Call for Papers on Visible/Invisible Urban Boundaries

Deadline: 30 November 2013
Open to: Researchers knowledgeable in Ottoman and historical studies of urban areas
Venue: Zentrum Moderner Orient, Berlin, 22-23 May 2014

Description

One common characteristic of cities in the Ottoman world – Anatolia, the Balkans, the Middle East, North-Africa and adjacent regions – was the diversity of their inhabitants. Ottoman urban studies have acknowledged this diversity studying its effects on city life as well as the challenges of managing it. Within this framework of research the central focus was often either on the peaceful coexistence or the violent conflicts among different groups.

With the workshop “Visible and Invisible Urban boundaries in the Ottoman and post-Ottoman world from a comparative perspective” in Berlin from 22-23 May 2014, the organizers Ulrike Freitag, Nora Lafi and Florian Riedler would like to take a fresh look on the cities and towns of the Ottoman world in order to try and gain a better understanding of their social condition, their cultural and political life, as well as their own representation and image of themselves by focussing on their internal boundaries.

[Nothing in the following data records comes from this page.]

// Discovery client settings

use crate::env::EnvLoader;
use crate::loader::{ConfigLoader, FileFormat};
use crate::validation::{ConfigValidator, Validate};
use crate::{ConfigError, Result};
use lodestar_discovery::{ClientOptions, DEFAULT_ENDPOINT, LoadBalancingStrategy, TtlPolicy};
use lodestar_log::Logger;
use serde::{Deserialize, Serialize};
use std::collections::HashMap;
use std::path::Path;
use std::str::FromStr;
use std::time::Duration;

/// Environment prefix used by [`DiscoverySettings::from_default_env`]
pub const DEFAULT_ENV_PREFIX: &str = "LODESTAR";

/// Everything needed to build a registry client and its records' TTL policy.
///
/// Missing fields take their defaults, so a partial file or environment is
/// fine.
#[derive(Debug, Clone, PartialEq, Serialize, Deserialize)]
#[serde(default)]
pub struct DiscoverySettings {
    /// etcd endpoints, tried in order
    pub endpoints: Vec<String>,
    pub dial_timeout_ms: u64,
    pub keep_alive_time_ms: u64,
    pub keep_alive_timeout_ms: u64,
    /// `random` or `round_robin`
    pub balance: String,
    pub heartbeat_ms: u64,
    pub ttl_ms: u64,
}

impl Default for DiscoverySettings {
    fn default() -> Self {
        Self {
            endpoints: vec![DEFAULT_ENDPOINT.to_string()],
            dial_timeout_ms: 5_000,
            keep_alive_time_ms: 30_000,
            keep_alive_timeout_ms: 10_000,
            balance: "random".to_string(),
            heartbeat_ms: 3_000,
            ttl_ms: 10_000,
        }
    }
}

impl DiscoverySettings {
    /// Load from `LODESTAR_*` variables
    pub fn from_default_env() -> Result<Self> {
        Self::from_env(DEFAULT_ENV_PREFIX)
    }

    /// Load from `<prefix>_ENDPOINTS`, `<prefix>_TTL_MS`, ...
    pub fn from_env(prefix: &str) -> Result<Self> {
        let vars = EnvLoader::new(Some(prefix.to_string())).load();
        Self::from_map(&vars)
    }

    /// Load a `.env` file into the process environment, then read it.
    ///
    /// Without a path, a `.env` in the working directory is used if present.
    pub fn from_dotenv(path: Option<&Path>, prefix: &str) -> Result<Self> {
        match path {
            Some(path) => {
                dotenvy::from_path(path).map_err(|e| ConfigError::LoadError(e.to_string()))?;
            }
            None => {
                dotenvy::dotenv().ok();
            }
        }
        Self::from_env(prefix)
    }

    /// Load from a JSON, TOML or env file, detected by name
    pub fn from_file(path: impl AsRef<Path>) -> Result<Self> {
        let path = path.as_ref();
        let loader = ConfigLoader::auto(path)?;
        let value = loader.load_file(path)?;

        if loader.format() == FileFormat::Env {
            let vars: HashMap<String, String> = value
                .as_object()
                .into_iter()
                .flatten()
                .filter_map(|(k, v)| v.as_str().map(|s| (k.clone(), s.to_string())))
                .collect();
            return Self::from_map(&vars);
        }

        serde_json::from_value(value).map_err(|e| ConfigError::DeserializationError(e.to_string()))
    }

    /// Build from lowercased string keys, as produced by env sources
    pub fn from_map(vars: &HashMap<String, String>) -> Result<Self> {
        let mut settings = Self::default();
        settings.apply(vars)?;
        Ok(settings)
    }

    /// Load `path` if given, then let `<prefix>_*` variables override it
    pub fn load(path: Option<&Path>, prefix: &str) -> Result<Self> {
        let mut settings = match path {
            Some(path) => Self::from_file(path)?,
            None => Self::default(),
        };
        settings.apply(&EnvLoader::new(Some(prefix.to_string())).load())?;
        Ok(settings)
    }

    /// Override fields present in `vars`
    pub fn apply(&mut self, vars: &HashMap<String, String>) -> Result<()> {
        if let Some(endpoints) = vars.get("endpoints") {
            self.endpoints = endpoints
                .split(',')
                .map(str::trim)
                .filter(|e| !e.is_empty())
                .map(str::to_string)
                .collect();
        }
        if let Some(balance) = vars.get("balance") {
            self.balance = balance.trim().to_string();
        }

        parse_into(vars, "dial_timeout_ms", &mut self.dial_timeout_ms)?;
        parse_into(vars, "keep_alive_time_ms", &mut self.keep_alive_time_ms)?;
        parse_into(vars, "keep_alive_timeout_ms", &mut self.keep_alive_timeout_ms)?;
        parse_into(vars, "heartbeat_ms", &mut self.heartbeat_ms)?;
        parse_into(vars, "ttl_ms", &mut self.ttl_ms)?;

        Ok(())
    }

    /// Parsed load balancing strategy
    pub fn balance_strategy(&self) -> Result<LoadBalancingStrategy> {
        LoadBalancingStrategy::from_str(&self.balance).map_err(ConfigError::ValidationError)
    }

    /// TTL policy for registrations, clamped to the allowed floors
    pub fn ttl_policy(&self) -> TtlPolicy {
        TtlPolicy::new(
            Duration::from_millis(self.heartbeat_ms),
            Duration::from_millis(self.ttl_ms),
        )
    }

    /// Validate and convert into client options
    pub fn into_client_options(self, logger: Logger) -> Result<ClientOptions> {
        self.validate()?;
        let balance = self.balance_strategy()?;

        Ok(ClientOptions::new(self.endpoints)
            .with_dial_timeout(Duration::from_millis(self.dial_timeout_ms))
            .with_keep_alive(
                Duration::from_millis(self.keep_alive_time_ms),
                Duration::from_millis(self.keep_alive_timeout_ms),
            )
            .with_load_balance(balance)
            .with_logger(logger))
    }
}

impl Validate for DiscoverySettings {
    fn validate(&self) -> Result<()> {
        ConfigValidator::not_empty(&self.endpoints, "endpoints")?;
        for endpoint in &self.endpoints {
            ConfigValidator::is_endpoint(endpoint, "endpoints")?;
        }
        ConfigValidator::positive(self.dial_timeout_ms, "dial_timeout_ms")?;
        ConfigValidator::positive(self.keep_alive_time_ms, "keep_alive_time_ms")?;
        ConfigValidator::positive(self.keep_alive_timeout_ms, "keep_alive_timeout_ms")?;
        self.balance_strategy()?;
        Ok(())
    }
}

fn parse_into(vars: &HashMap<String, String>, key: &str, target: &mut u64) -> Result<()> {
    if let Some(raw) = vars.get(key) {
        *target = raw
            .trim()
            .parse()
            .map_err(|e| ConfigError::ParseError(format!("{} = {:?}: {}", key, raw, e)))?;
    }
    Ok(())
}

#[cfg(test)]
mod tests {
    use super::*;

    fn vars(pairs: &[(&str, &str)]) -> HashMap<String, String> {
        pairs
            .iter()
            .map(|(k, v)| (k.to_string(), v.to_string()))
            .collect()
    }

    fn temp_file(name: &str, content: &str) -> std::path::PathBuf {
        let dir = std::env::temp_dir().join(format!("lodestar-config-{}", std::process::id()));
        std::fs::create_dir_all(&dir).unwrap();
        let path = dir.join(name);
        std::fs::write(&path, content).unwrap();
        path
    }

    #[test]
    fn test_defaults_are_valid() {
        let settings = DiscoverySettings::default();
        assert!(settings.validate().is_ok());
        assert_eq!(settings.ttl_policy(), TtlPolicy::default());
        assert_eq!(settings.balance_strategy().unwrap(), LoadBalancingStrategy::Random);
    }

    #[test]
    fn test_from_map() {
        let settings = DiscoverySettings::from_map(&vars(&[
            ("endpoints", "http://a:2379, http://b:2379,"),
            ("balance", "round_robin"),
            ("ttl_ms", "30000"),
            ("unrelated", "ignored"),
        ]))
        .unwrap();

        assert_eq!(settings.endpoints, vec!["http://a:2379", "http://b:2379"]);
        assert_eq!(settings.balance_strategy().unwrap(), LoadBalancingStrategy::RoundRobin);
        assert_eq!(settings.ttl_policy().ttl(), Duration::from_secs(30));
        assert_eq!(settings.dial_timeout_ms, 5_000);
    }

    #[test]
    fn test_from_map_rejects_bad_numbers() {
        let result = DiscoverySettings::from_map(&vars(&[("dial_timeout_ms", "soon")]));
        assert!(matches!(result, Err(ConfigError::ParseError(_))));
    }

    #[test]
    fn test_ttl_policy_is_clamped() {
        let settings = DiscoverySettings {
            heartbeat_ms: 100,
            ttl_ms: 200,
            ..DiscoverySettings::default()
        };
        assert_eq!(settings.ttl_policy(), TtlPolicy::default());
    }

    #[test]
    fn test_validation_failures() {
        let empty = DiscoverySettings {
            endpoints: Vec::new(),
            ..DiscoverySettings::default()
        };
        assert!(empty.validate().is_err());

        let not_url = DiscoverySettings {
            endpoints: vec!["localhost:2379".to_string()],
            ..DiscoverySettings::default()
        };
        assert!(not_url.validate().is_err());

        let weighted = DiscoverySettings {
            balance: "weighted".to_string(),
            ..DiscoverySettings::default()
        };
        assert!(matches!(weighted.validate(), Err(ConfigError::ValidationError(_))));
    }

    #[test]
    fn test_into_client_options() {
        let settings = DiscoverySettings {
            endpoints: vec!["http://etcd-1:2379".to_string()],
            dial_timeout_ms: 1_500,
            balance: "round-robin".to_string(),
            ..DiscoverySettings::default()
        };

        let options = settings.into_client_options(Logger::disabled()).unwrap();
        assert_eq!(options.endpoints, vec!["http://etcd-1:2379".to_string()]);
        assert_eq!(options.dial_timeout, Duration::from_millis(1_500));
        assert_eq!(options.keep_alive_time, Duration::from_secs(30));
        assert_eq!(options.balance, LoadBalancingStrategy::RoundRobin);
    }

    #[test]
    fn test_from_toml_file() {
        let path = temp_file(
            "lodestar.toml",
            r#"
                endpoints = ["http://10.0.0.5:2379"]
                balance = "round_robin"
                heartbeat_ms = 5000
            "#,
        );

        let settings = DiscoverySettings::from_file(&path).unwrap();
        assert_eq!(settings.endpoints, vec!["http://10.0.0.5:2379"]);
        assert_eq!(settings.heartbeat_ms, 5_000);
        assert_eq!(settings.ttl_ms, 10_000);
    }

    #[test]
    fn test_from_json_file() {
        let path = temp_file("lodestar.json", r#"{"ttl_ms": 42000, "balance": "random"}"#);

        let settings = DiscoverySettings::from_file(&path).unwrap();
        assert_eq!(settings.ttl_ms, 42_000);
        assert_eq!(settings.endpoints, vec![DEFAULT_ENDPOINT.to_string()]);
    }

    #[test]
    fn test_from_env_file() {
        let path = temp_file(
            "discovery.env",
            "ENDPOINTS=http://a:2379,http://b:2379\nKEEP_ALIVE_TIMEOUT_MS=2500\n",
        );

        let settings = DiscoverySettings::from_file(&path).unwrap();
        assert_eq!(settings.endpoints.len(), 2);
        assert_eq!(settings.keep_alive_timeout_ms, 2_500);
    }

    #[test]
    fn test_from_file_type_mismatch() {
        let path = temp_file("broken.json", r#"{"ttl_ms": "long"}"#);
        let result = DiscoverySettings::from_file(&path);
        assert!(matches!(result, Err(ConfigError::DeserializationError(_))));
    }

    #[test]
    fn test_apply_overrides_only_present_keys() {
        let mut settings = DiscoverySettings {
            ttl_ms: 60_000,
            ..DiscoverySettings::default()
        };
        settings.apply(&vars(&[("heartbeat_ms", "4000")])).unwrap();

        assert_eq!(settings.ttl_ms, 60_000);
        assert_eq!(settings.heartbeat_ms, 4_000);
    }

    #[test]
    fn test_load_file_then_env() {
        let path = temp_file("layered.json", r#"{"heartbeat_ms": 7000}"#);
        let settings = DiscoverySettings::load(Some(&path), "LODESTAR_UNSET_PREFIX_4242").unwrap();
        assert_eq!(settings.heartbeat_ms, 7_000);

        let missing = DiscoverySettings::load(Some(Path::new("/nonexistent/lodestar.json")), "X");
        assert!(matches!(missing, Err(ConfigError::IoError(_))));
    }

    #[test]
    fn test_from_env_without_variables() {
        let settings = DiscoverySettings::from_env("LODESTAR_UNSET_PREFIX_4242").unwrap();
        assert_eq!(settings, DiscoverySettings::default());
    }
}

Very basically they are interested in questioning what sort of boundaries characterised different cities of the Ottoman world, be they functionally defined as borders between different parts of the city or between the city and its margins. Boundaries are understood here as both social and morphological between different communities, classes or groups of inhabitants and as signs, which are visible in the urban semiotic or even more implicit and pertaining in the symbolic dimension of urban life. They hope to examine how these boundaries intersected or ran parallel to one another and how they were expressed in urban space. This also implies the question of the role of the state, the Ottoman central government, local city regimes as well as the successor states in their various attempts at policing, altering, maintaining or abolishing urban boundaries according to their own understanding of order in the city. In addition, the perspective of the respective inhabitants, their way of crossing boundaries, neglecting, stressing or even challenging them, could be central to our understanding of city life.

It is the organizers’ aim to put urban boundaries into a historical perspective by asking about the processes of when and how they came into being and how they changed over time. This question is especially pertinent for the time of Ottoman modernisation in the 19th century and the transition from empire to nation state that followed different timelines in the regions under consideration. How did political borders that increasingly cut up imperial space impact internal urban boundaries? What happened to established urban boundaries during these transformations? Were they themselves transformed to continue to exist in a different form or to re-emerge later as phantoms?

By examining such phantom borders inside cities more thoroughly, historical research can be linked with present-day concerns about city life. Especially in the Ottoman and post-Ottoman world there are numerous examples for such phenomena that call for an explanation on both the historical and the contemporary level. Such questions are at the centre of the research network “Phantom borders in East Central Europe” in the framework of which this workshop will be organised.

They like to attract new source based approaches to cities and towns in the wider Ottoman world that deal with these or related questions. Papers that allow comparisons with similar issues in other parts of the world are also highly welcome.

Costs

Some funding for travel and accommodation costs is available for participants.

Eligibility

Researchers knowledgeable in the subject matter are eligible to apply for this conference.

Application

The deadline for abstract submission is 30 November 2013. Please send a 600 word abstract and a CV to Florian Riedler  at Florian.Riedler@zmo.de and Nora Lafi  at Nora.Lafi@zmo.de.

Paper presenters will be informed about the selection by December 15, 2013.

As this workshop is conceived as a fundamental step in the preparation of a collective book, presenters are also expected to provide a 7000/10000 word original version of their article by March 31, 2014.